Five Questions for Lance Parkin

imageLance Parkin has written the definitive biography of Alan Moore in the thick new hardcover Magic Words: The Extraordinary Life of Alan Moore, published by Aurum Press. Moore is one of the most celebrated figures in the history of comics, and many good books already exist that explore the man’s life and works. So I was pleasantly surprised to find how much insight and nuance Parkin brings to the subject. 

Alan David Doane: Magic Words paints as complete and objective a picture of Alan Moore’s career as I have yet read, and I’ve been fascinated with the man and his work since around the time his Swamp Thing began here in the States. Tell me how immersing yourself so completely in his works, his life and his worldview has affected you as a writer and as a human being.

Lance Parkin: Thank you. I’ve also been following Moore’s work since the dawn of his career. And you’re right to identify that a project like this will affect me as a writer and the way I see the world. Scrutinising his life, I see parallels with mine. He had a very similar upbringing to my father. Moore and I have written a lot of stories set in shared universes. He’s British but married to an American.

Writing a biography makes you think about how your own biography would read, makes you realise that it would be a story, not a life. I’m not summing up the full life of a human being in 400 pages, I’m providing a narrative, one that’s hopefully insightful and sees things from a few interesting angles.

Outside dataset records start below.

//! Durable storage for verification results.
//!
//! Two JSON files back the receiver:
//!
//! ```text
//! webmentions.json   { "webmentions": [ { source, target, validated,
//!                                         mentioned|deleted, validatedAt } ] }
//! failures.json      { "<source url>": <count>, ... }
//! ```
//!
//! Each file is loaded once at startup and rewritten in full after every
//! mutation. There is no incremental write path. Writes go through
//! [`atomic::write_json_atomic`] so a crash mid-write leaves the previous
//! version in place.

pub mod atomic;
pub mod failures;
pub mod store;

use std::io;
use std::path::PathBuf;

use thiserror::Error;

pub use atomic::{read_json_if_exists, write_json_atomic};
pub use failures::FailureCounter;
pub use store::NotificationStore;

/// Errors from loading or persisting a store file.
#[derive(Debug, Error)]
pub enum StoreError {
    /// IO error while reading or writing the file.
    #[error("IO error on {path}: {source}")]
    Io {
        path: PathBuf,
        #[source]
        source: io::Error,
    },

    /// The file contents are not valid JSON for the expected shape.
    #[error("malformed JSON in {path}: {source}")]
    Json {
        path: PathBuf,
        #[source]
        source: serde_json::Error,
    },
}

/// Result type for store operations.
pub type Result<T> = std::result::Result<T, StoreError>;
//! Liveness endpoint.
//!
//! Answers 200 while the server accepts connections, with a small JSON
//! summary of the pipeline so operators can see whether the queue drains.

use axum::Json;
use axum::extract::State;
use serde::Serialize;

use super::AppState;

/// Body of a `GET /health` response.
#[derive(Debug, Serialize, PartialEq, Eq)]
pub struct Health {
    pub status: &'static str,

    /// Mentions waiting for verification.
    pub pending: usize,

    /// Verified records in the store.
    pub stored: usize,
}

/// Health check handler.
///
/// # Example
///
/// ```ignore
/// GET /health HTTP/1.1
///
/// HTTP/1.1 200 OK
/// Content-Type: application/json
///
/// {"status":"ok","pending":3,"stored":120}
/// ```
pub async fn health_handler(State(app_state): State<AppState>) -> Json<Health> {
    let context = app_state.context();
    Json(Health {
        status: "ok",
        pending: context.queue_len().await,
        stored: context.stored_len().await,
    })
}
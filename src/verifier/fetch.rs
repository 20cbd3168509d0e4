//! Fetching source pages.
//!
//! [`SourceFetcher`] is the seam between the verifier and the network. The
//! production implementation, [`HttpFetcher`], wraps a `reqwest` client with
//! a whole-request timeout and a cap on the body size, so a slow or huge
//! source costs a bounded amount of time and memory and then counts as a
//! failed verification.

use std::future::Future;
use std::time::Duration;

use thiserror::Error;

/// User agent sent with every source fetch.
const USER_AGENT: &str = concat!("webmention-receiver/", env!("CARGO_PKG_VERSION"));

/// A fetched source page.
///
/// `body` is only read for 2xx responses; it is empty otherwise.
#[derive(Debug, Clone, PartialEq, Eq)]
pub struct SourcePage {
    pub status: u16,
    pub body: String,
}

impl SourcePage {
    pub fn new(status: u16, body: impl Into<String>) -> Self {
        SourcePage {
            status,
            body: body.into(),
        }
    }
}

/// Errors that prevent a source page from being fetched at all.
#[derive(Debug, Error)]
pub enum FetchError {
    /// The request did not complete within the configured timeout.
    #[error("request timed out")]
    Timeout,

    /// Connection, TLS, redirect or protocol failure.
    #[error("request failed: {0}")]
    Request(#[source] reqwest::Error),

    /// The body exceeded the configured size cap.
    #[error("response body exceeds {limit} bytes")]
    BodyTooLarge { limit: usize },
}

impl FetchError {
    fn from_reqwest(error: reqwest::Error) -> Self {
        if error.is_timeout() {
            FetchError::Timeout
        } else {
            FetchError::Request(error)
        }
    }
}

/// Fetches the page a mention claims as its source.
pub trait SourceFetcher {
    /// GETs `url`, following redirects.
    fn fetch(&self, url: &str) -> impl Future<Output = Result<SourcePage, FetchError>> + Send;
}

/// [`SourceFetcher`] backed by a shared `reqwest` client.
#[derive(Debug, Clone)]
pub struct HttpFetcher {
    client: reqwest::Client,
    max_body_bytes: usize,
}

impl HttpFetcher {
    /// Builds a fetcher whose requests are abandoned after `timeout` and whose
    /// bodies are limited to `max_body_bytes`.
    pub fn new(timeout: Duration, max_body_bytes: usize) -> Result<Self, FetchError> {
        let client = reqwest::Client::builder()
            .user_agent(USER_AGENT)
            .timeout(timeout)
            .build()
            .map_err(FetchError::Request)?;

        Ok(HttpFetcher {
            client,
            max_body_bytes,
        })
    }
}

impl SourceFetcher for HttpFetcher {
    async fn fetch(&self, url: &str) -> Result<SourcePage, FetchError> {
        let mut response = self
            .client
            .get(url)
            .send()
            .await
            .map_err(FetchError::from_reqwest)?;

        let status = response.status();
        if !status.is_success() {
            return Ok(SourcePage::new(status.as_u16(), String::new()));
        }

        let mut body = Vec::new();
        while let Some(chunk) = response.chunk().await.map_err(FetchError::from_reqwest)? {
            if body.len() + chunk.len() > self.max_body_bytes {
                return Err(FetchError::BodyTooLarge {
                    limit: self.max_body_bytes,
                });
            }
            body.extend_from_slice(&chunk);
        }

        Ok(SourcePage::new(
            status.as_u16(),
            String::from_utf8_lossy(&body).into_owned(),
        ))
    }
}
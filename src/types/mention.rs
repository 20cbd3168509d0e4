//! The (source, target) pair that identifies a link notification.
//!
//! Identity is the exact pair of strings as submitted. No URL normalization
//! happens here: `https://a.example/post` and `https://a.example/post/` are
//! different mentions, and the target string is matched verbatim against the
//! fetched source body.

use serde::{Deserialize, Serialize};
use std::fmt;

/// A claim that `source` links to `target`.
#[derive(Debug, Clone, PartialEq, Eq, Hash, Serialize, Deserialize)]
pub struct Mention {
    /// The page asserted to contain the link.
    pub source: String,

    /// The page asserted to be linked to.
    pub target: String,
}

impl Mention {
    pub fn new(source: impl Into<String>, target: impl Into<String>) -> Self {
        Mention {
            source: source.into(),
            target: target.into(),
        }
    }

    /// Returns true if this mention refers to the given pair.
    pub fn is_pair(&self, source: &str, target: &str) -> bool {
        self.source == source && self.target == target
    }
}

impl fmt::Display for Mention {
    fn fmt(&self, f: &mut fmt::Formatter<'_>) -> fmt::Result {
        write!(f, "{} -> {}", self.source, self.target)
    }
}
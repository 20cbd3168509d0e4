//! Core domain types for the webmention receiver.

pub mod mention;
pub mod notification;

pub use mention::Mention;
pub use notification::{Notification, VerifiedStatus};
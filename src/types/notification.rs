//! Verified notification records as kept in the notification store.
//!
//! A record is only ever created by the verifier, so every stored record has
//! `validated = true` and a `validatedAt` timestamp. Exactly one of
//! `mentioned` or `deleted` is present:
//!
//! - `mentioned` (true or false): the source answered 2xx, and the flag says
//!   whether the target string appeared in its body
//! - `deleted` (always true): the source answered 410 Gone
//!
//! The JSON shape uses camelCase keys so existing store files stay readable.

use chrono::{DateTime, Duration, Utc};
use serde::{Deserialize, Serialize};

use super::mention::Mention;

/// The verification result recorded for a mention.
#[derive(Debug, Clone, Copy, PartialEq, Eq)]
pub enum VerifiedStatus {
    /// The source was reachable. `true` if the target string was found in it.
    Mentioned(bool),

    /// The source reported 410 Gone.
    Deleted,
}

/// A stored, verified notification.
#[derive(Debug, Clone, PartialEq, Eq, Serialize, Deserialize)]
#[serde(rename_all = "camelCase")]
pub struct Notification {
    pub source: String,
    pub target: String,

    #[serde(default)]
    pub validated: bool,

    #[serde(default, skip_serializing_if = "Option::is_none")]
    pub mentioned: Option<bool>,

    #[serde(default, skip_serializing_if = "Option::is_none")]
    pub deleted: Option<bool>,

    pub validated_at: DateTime<Utc>,
}

impl Notification {
    /// Creates a freshly verified record.
    pub fn verified(mention: &Mention, status: VerifiedStatus, at: DateTime<Utc>) -> Self {
        let mut notification = Notification {
            source: mention.source.clone(),
            target: mention.target.clone(),
            validated: true,
            mentioned: None,
            deleted: None,
            validated_at: at,
        };
        notification.apply(status, at);
        notification
    }

    /// Overwrites the verification result in place.
    ///
    /// Clears whichever flag the new status does not carry, so a page that
    /// was mentioned and later gone ends up with only `deleted`.
    pub fn apply(&mut self, status: VerifiedStatus, at: DateTime<Utc>) {
        match status {
            VerifiedStatus::Mentioned(found) => {
                self.mentioned = Some(found);
                self.deleted = None;
            }
            VerifiedStatus::Deleted => {
                self.mentioned = None;
                self.deleted = Some(true);
            }
        }
        self.validated = true;
        self.validated_at = at;
    }

    /// Returns the recorded status, if the record carries one.
    pub fn status(&self) -> Option<VerifiedStatus> {
        if self.deleted == Some(true) {
            Some(VerifiedStatus::Deleted)
        } else {
            self.mentioned.map(VerifiedStatus::Mentioned)
        }
    }

    /// Returns true if this record is for the given pair.
    pub fn is_for(&self, mention: &Mention) -> bool {
        mention.is_pair(&self.source, &self.target)
    }

    /// Returns true if the record was verified less than `window` before `now`.
    pub fn is_fresh(&self, now: DateTime<Utc>, window: Duration) -> bool {
        now - self.validated_at < window
    }
}
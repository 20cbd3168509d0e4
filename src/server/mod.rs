//! HTTP server for the webmention receiver.
//!
//! # Endpoints
//!
//! - `POST /` and `POST /webmention` - Accepts submissions (returns 202 Accepted).
//!   Other methods on these paths reach the validator and get 400.
//! - `GET /health` - Returns 200 with queue and store counts
//!
//! Submission bodies are capped at [`MAX_SUBMISSION_BYTES`]. A larger body
//! fails to buffer and gets 500 like any other body-read error.

use std::sync::Arc;

pub mod health;
pub mod submit;

pub use health::health_handler;
pub use submit::submit_handler;

use crate::context::ReceiverContext;

/// Largest submission body read (64 KiB). A form carrying two URLs is far
/// smaller.
pub const MAX_SUBMISSION_BYTES: usize = 64 * 1024;

/// Shared application state.
///
/// This is passed to all handlers via Axum's `State` extractor. The verifier
/// holds another handle to the same context.
#[derive(Clone)]
pub struct AppState {
    context: Arc<ReceiverContext>,
}

impl AppState {
    pub fn new(context: Arc<ReceiverContext>) -> Self {
        AppState { context }
    }

    /// Returns the receiver context.
    pub fn context(&self) -> &ReceiverContext {
        &self.context
    }
}

/// Builds the axum Router with all endpoints.
pub fn build_router(app_state: AppState) -> axum::Router {
    use axum::extract::DefaultBodyLimit;
    use axum::routing::{any, get};

    axum::Router::new()
        .route("/", any(submit_handler))
        .route("/webmention", any(submit_handler))
        .route("/health", get(health_handler))
        .layer(DefaultBodyLimit::max(MAX_SUBMISSION_BYTES))
        .with_state(app_state)
}
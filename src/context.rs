//! The receiver's shared application context.
//!
//! Built once at startup and shared (behind an `Arc`) by the HTTP endpoint
//! and the verifier. The endpoint only reads the store and failure counts and
//! pushes onto the queue. The verifier is the only writer of the store and
//! the failure counts.
//!
//! All mutable state sits behind one lock. The lock is held for in-memory
//! work and the synchronous file write that follows a verification, never
//! across a network fetch.

use chrono::{DateTime, Utc};
use tokio::sync::Mutex;
use tracing::debug;

use crate::config::AllowList;
use crate::persistence::store::Upsert;
use crate::persistence::{FailureCounter, NotificationStore, StoreError};
use crate::queue::{AdmissionError, AdmissionPolicy, PendingQueue, check_admission};
use crate::types::{Mention, Notification, VerifiedStatus};

/// Queue, store and failure counts, mutated together under one lock.
#[derive(Debug)]
pub struct ReceiverState {
    pub queue: PendingQueue,
    pub store: NotificationStore,
    pub failures: FailureCounter,
}

/// Process-wide state and settings for the receiver.
#[derive(Debug)]
pub struct ReceiverContext {
    allow_list: AllowList,
    policy: AdmissionPolicy,
    state: Mutex<ReceiverState>,
}

impl ReceiverContext {
    pub fn new(
        allow_list: AllowList,
        policy: AdmissionPolicy,
        store: NotificationStore,
        failures: FailureCounter,
    ) -> Self {
        ReceiverContext {
            allow_list,
            policy,
            state: Mutex::new(ReceiverState {
                queue: PendingQueue::new(),
                store,
                failures,
            }),
        }
    }

    pub fn allow_list(&self) -> &AllowList {
        &self.allow_list
    }

    /// Returns true if `mention` would be admitted at `now`.
    pub async fn is_enqueueable(&self, mention: &Mention, now: DateTime<Utc>) -> bool {
        let state = self.state.lock().await;
        self.check(&state, mention, now).is_ok()
    }

    /// Queues `mention` if every admission gate passes.
    pub async fn submit(&self, mention: Mention, now: DateTime<Utc>) -> Result<(), AdmissionError> {
        let mut state = self.state.lock().await;
        self.check(&state, &mention, now)?;
        state.queue.push(mention);
        Ok(())
    }

    /// Removes the oldest pending mention.
    pub async fn next_pending(&self) -> Option<Mention> {
        self.state.lock().await.queue.pop()
    }

    /// Records a successful or "gone" verification and persists the store.
    ///
    /// The failure counts file is not written. If the write fails the
    /// in-memory record is put back, so memory never runs ahead of disk.
    pub async fn record_verified(
        &self,
        mention: &Mention,
        status: VerifiedStatus,
        at: DateTime<Utc>,
    ) -> Result<Upsert, StoreError> {
        let mut state = self.state.lock().await;
        let previous = state.store.find(&mention.source, &mention.target).cloned();
        let upsert = state.store.upsert(mention, status, at);
        if let Err(e) = state.store.persist() {
            state.store.restore(mention, previous);
            return Err(e);
        }
        debug!(mention = %mention, ?status, ?upsert, "Recorded verification");
        Ok(upsert)
    }

    /// Counts a failed verification against the mention's source and
    /// persists the failure counts. The store is not touched.
    ///
    /// If the write fails the count is put back.
    pub async fn record_failure(&self, mention: &Mention) -> Result<u32, StoreError> {
        let mut state = self.state.lock().await;
        let previous = state.failures.count(&mention.source);
        let failures = state.failures.increment(&mention.source);
        if let Err(e) = state.failures.persist() {
            state.failures.restore(&mention.source, previous);
            return Err(e);
        }
        Ok(failures)
    }

    pub async fn queue_len(&self) -> usize {
        self.state.lock().await.queue.len()
    }

    /// Returns a copy of the stored record for a pair.
    pub async fn find(&self, source: &str, target: &str) -> Option<Notification> {
        self.state.lock().await.store.find(source, target).cloned()
    }

    pub async fn failure_count(&self, source: &str) -> u32 {
        self.state.lock().await.failures.count(source)
    }

    /// Returns the number of records in the store.
    pub async fn stored_len(&self) -> usize {
        self.state.lock().await.store.len()
    }

    fn check(
        &self,
        state: &ReceiverState,
        mention: &Mention,
        now: DateTime<Utc>,
    ) -> Result<(), AdmissionError> {
        check_admission(
            &self.policy,
            &state.queue,
            &state.store,
            &state.failures,
            mention,
            now,
        )
    }
}

#[cfg(test)]
mod tests {
    use super::*;
    use crate::test_utils::{block_path, context_in, mention, test_context};
    use chrono::Duration;
    use tempfile::tempdir;

    #[tokio::test]
    async fn submit_then_duplicate_submit() {
        let (ctx, _dir) = test_context(AllowList::default());

        assert_eq!(ctx.submit(mention(), Utc::now()).await, Ok(()));
        assert_eq!(
            ctx.submit(mention(), Utc::now()).await,
            Err(AdmissionError::AlreadyQueued)
        );
        assert_eq!(ctx.queue_len().await, 1);
    }

    #[tokio::test]
    async fn rejected_submit_has_no_side_effect() {
        let (ctx, _dir) = test_context(AllowList::default());
        ctx.submit(mention(), Utc::now()).await.unwrap();
        let _ = ctx.submit(mention(), Utc::now()).await;

        assert_eq!(ctx.next_pending().await, Some(mention()));
        assert_eq!(ctx.next_pending().await, None);
    }

    #[tokio::test]
    async fn record_verified_writes_only_store_file() {
        let (ctx, dir) = test_context(AllowList::default());

        ctx.record_verified(&mention(), VerifiedStatus::Mentioned(true), Utc::now())
            .await
            .unwrap();

        assert!(dir.path().join("webmentions.json").exists());
        assert!(!dir.path().join("failures.json").exists());
    }

    #[tokio::test]
    async fn record_failure_writes_only_failures_file() {
        let (ctx, dir) = test_context(AllowList::default());

        assert_eq!(ctx.record_failure(&mention()).await.unwrap(), 1);

        assert!(dir.path().join("failures.json").exists());
        assert!(!dir.path().join("webmentions.json").exists());
        assert_eq!(ctx.failure_count(&mention().source).await, 1);
        assert!(ctx.find(&mention().source, &mention().target).await.is_none());
    }

    #[tokio::test]
    async fn verified_pair_blocks_resubmission_until_window_passes() {
        let (ctx, _dir) = test_context(AllowList::default());
        let verified_at = Utc::now();
        ctx.record_verified(&mention(), VerifiedStatus::Mentioned(true), verified_at)
            .await
            .unwrap();

        assert!(!ctx.is_enqueueable(&mention(), verified_at).await);
        assert!(
            ctx.is_enqueueable(&mention(), verified_at + Duration::hours(25))
                .await
        );
    }

    #[tokio::test]
    async fn failed_store_write_leaves_pair_enqueueable() {
        let dir = tempdir().unwrap();
        block_path(&dir.path().join("webmentions.json"));
        let ctx = context_in(dir.path(), AllowList::default());
        let now = Utc::now();

        let result = ctx
            .record_verified(&mention(), VerifiedStatus::Mentioned(true), now)
            .await;

        assert!(result.is_err());
        assert!(ctx.find(&mention().source, &mention().target).await.is_none());
        assert_eq!(ctx.stored_len().await, 0);
        assert!(ctx.is_enqueueable(&mention(), now).await);
    }

    #[tokio::test]
    async fn failed_store_write_keeps_previous_record() {
        let dir = tempdir().unwrap();
        let store_path = dir.path().join("webmentions.json");
        let ctx = context_in(dir.path(), AllowList::default());
        let first = Utc::now() - Duration::hours(30);
        ctx.record_verified(&mention(), VerifiedStatus::Mentioned(true), first)
            .await
            .unwrap();

        std::fs::remove_file(&store_path).unwrap();
        block_path(&store_path);
        let result = ctx
            .record_verified(&mention(), VerifiedStatus::Deleted, Utc::now())
            .await;

        assert!(result.is_err());
        let record = ctx.find(&mention().source, &mention().target).await.unwrap();
        assert_eq!(record.validated_at, first);
        assert_eq!(record.mentioned, Some(true));
        assert_eq!(record.deleted, None);
        assert!(ctx.is_enqueueable(&mention(), Utc::now()).await);
    }

    #[tokio::test]
    async fn failed_failures_write_leaves_count_unchanged() {
        let dir = tempdir().unwrap();
        block_path(&dir.path().join("failures.json"));
        let ctx = context_in(dir.path(), AllowList::default());

        assert!(ctx.record_failure(&mention()).await.is_err());
        assert_eq!(ctx.failure_count(&mention().source).await, 0);
    }
}
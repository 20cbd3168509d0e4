//! The verifier tick loop.
//!
//! # Per-item State Machine
//!
//! 1. Pop the oldest pending mention; if there is none the tick is idle
//! 2. Fetch the mention's source
//! 3. Classify:
//!    - 2xx: upsert the store with `mentioned` = body contains target
//!    - 410: upsert the store with `deleted`
//!    - anything else: increment the source's failure count
//! 4. Persist exactly the file that changed
//!
//! A failed mention is not re-queued. Only its failure count survives; the
//! sender has to resubmit.
//!
//! # Scheduling
//!
//! Ticks fire on a fixed interval and are awaited inline, so they never
//! overlap. An error in one tick is logged and the loop carries on; only the
//! shutdown token stops it.

use std::sync::Arc;
use std::time::Duration;

use chrono::Utc;
use thiserror::Error;
use tokio::time::MissedTickBehavior;
use tokio_util::sync::CancellationToken;
use tracing::{debug, error, info, instrument, warn};

use super::fetch::SourceFetcher;
use super::outcome::{VerificationOutcome, classify};
use crate::context::ReceiverContext;
use crate::persistence::StoreError;
use crate::persistence::store::Upsert;
use crate::types::{Mention, VerifiedStatus};

/// Default time between ticks.
pub const DEFAULT_VERIFY_INTERVAL: Duration = Duration::from_millis(500);

/// Errors that abandon a single tick.
#[derive(Debug, Error)]
pub enum VerifierError {
    /// Persisting the outcome failed.
    #[error("store error: {0}")]
    Store(#[from] StoreError),
}

/// What a single tick did.
#[derive(Debug, Clone, PartialEq, Eq)]
pub enum Tick {
    /// The queue was empty.
    Idle,

    /// The source answered and the store was updated.
    Verified {
        mention: Mention,
        status: VerifiedStatus,
        upsert: Upsert,
    },

    /// Verification failed and the source's failure count was bumped.
    Failed { mention: Mention, failures: u32 },
}

/// Drains the pending queue one mention per tick.
pub struct Verifier<F> {
    context: Arc<ReceiverContext>,
    fetcher: F,
    interval: Duration,
}

impl<F: SourceFetcher> Verifier<F> {
    pub fn new(context: Arc<ReceiverContext>, fetcher: F) -> Self {
        Verifier {
            context,
            fetcher,
            interval: DEFAULT_VERIFY_INTERVAL,
        }
    }

    /// Sets the time between ticks. Zero is raised to one millisecond.
    pub fn with_interval(mut self, interval: Duration) -> Self {
        self.interval = interval.max(Duration::from_millis(1));
        self
    }

    pub fn interval(&self) -> Duration {
        self.interval
    }

    /// Runs ticks until `shutdown` is cancelled.
    #[instrument(skip_all, fields(interval_ms = self.interval.as_millis() as u64))]
    pub async fn run(self, shutdown: CancellationToken) {
        info!("Verifier started");

        let mut ticker = tokio::time::interval(self.interval);
        ticker.set_missed_tick_behavior(MissedTickBehavior::Delay);

        loop {
            tokio::select! {
                _ = shutdown.cancelled() => {
                    info!("Shutdown signal received, stopping verifier");
                    break;
                }

                _ = ticker.tick() => {
                    if let Err(e) = self.verify_next().await {
                        error!(error = %e, "Verifier tick failed");
                    }
                }
            }
        }

        info!("Verifier stopped");
    }

    /// Processes at most one pending mention.
    pub async fn verify_next(&self) -> Result<Tick, VerifierError> {
        let Some(mention) = self.context.next_pending().await else {
            return Ok(Tick::Idle);
        };

        debug!(mention = %mention, "Fetching source");
        let fetched = self.fetcher.fetch(&mention.source).await;

        match classify(fetched, &mention.target) {
            VerificationOutcome::Verified(status) => {
                let upsert = self
                    .context
                    .record_verified(&mention, status, Utc::now())
                    .await?;
                info!(
                    source = %mention.source,
                    target = %mention.target,
                    ?status,
                    "Mention verified"
                );
                Ok(Tick::Verified {
                    mention,
                    status,
                    upsert,
                })
            }
            VerificationOutcome::Failed(reason) => {
                let failures = self.context.record_failure(&mention).await?;
                warn!(
                    source = %mention.source,
                    target = %mention.target,
                    failures,
                    reason = %reason,
                    "Mention verification failed"
                );
                Ok(Tick::Failed { mention, failures })
            }
        }
    }
}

And his career begs interesting questions about any type of professional writing. When do you compromise? What fights are worth having? What’s important? What’s fair? These aren’t questions with easy answers, or necessarily the same answers in all circumstances. Alan Moore has always gone bold. Never accepted laziness or mediocrity in himself or others. Which isn’t to say that everything he’s done is 100% perfect in every way. But he’s never gone ‘oh, people are just buying it for the logo or because they already like the character’. He knows that a certain number of people – enough to make any project viable – will buy anything with his name on it. He’s taken that as licence to produce weird, new things, not cruise along singing his greatest hits.

You go to great lengths to explore Moore’s interest in and practice of magic, starting with his announcement that he was becoming a magician and then looking at how Moore’s magical worldview has informed his work ever since. How do you view the impact this development had on Moore’s writing?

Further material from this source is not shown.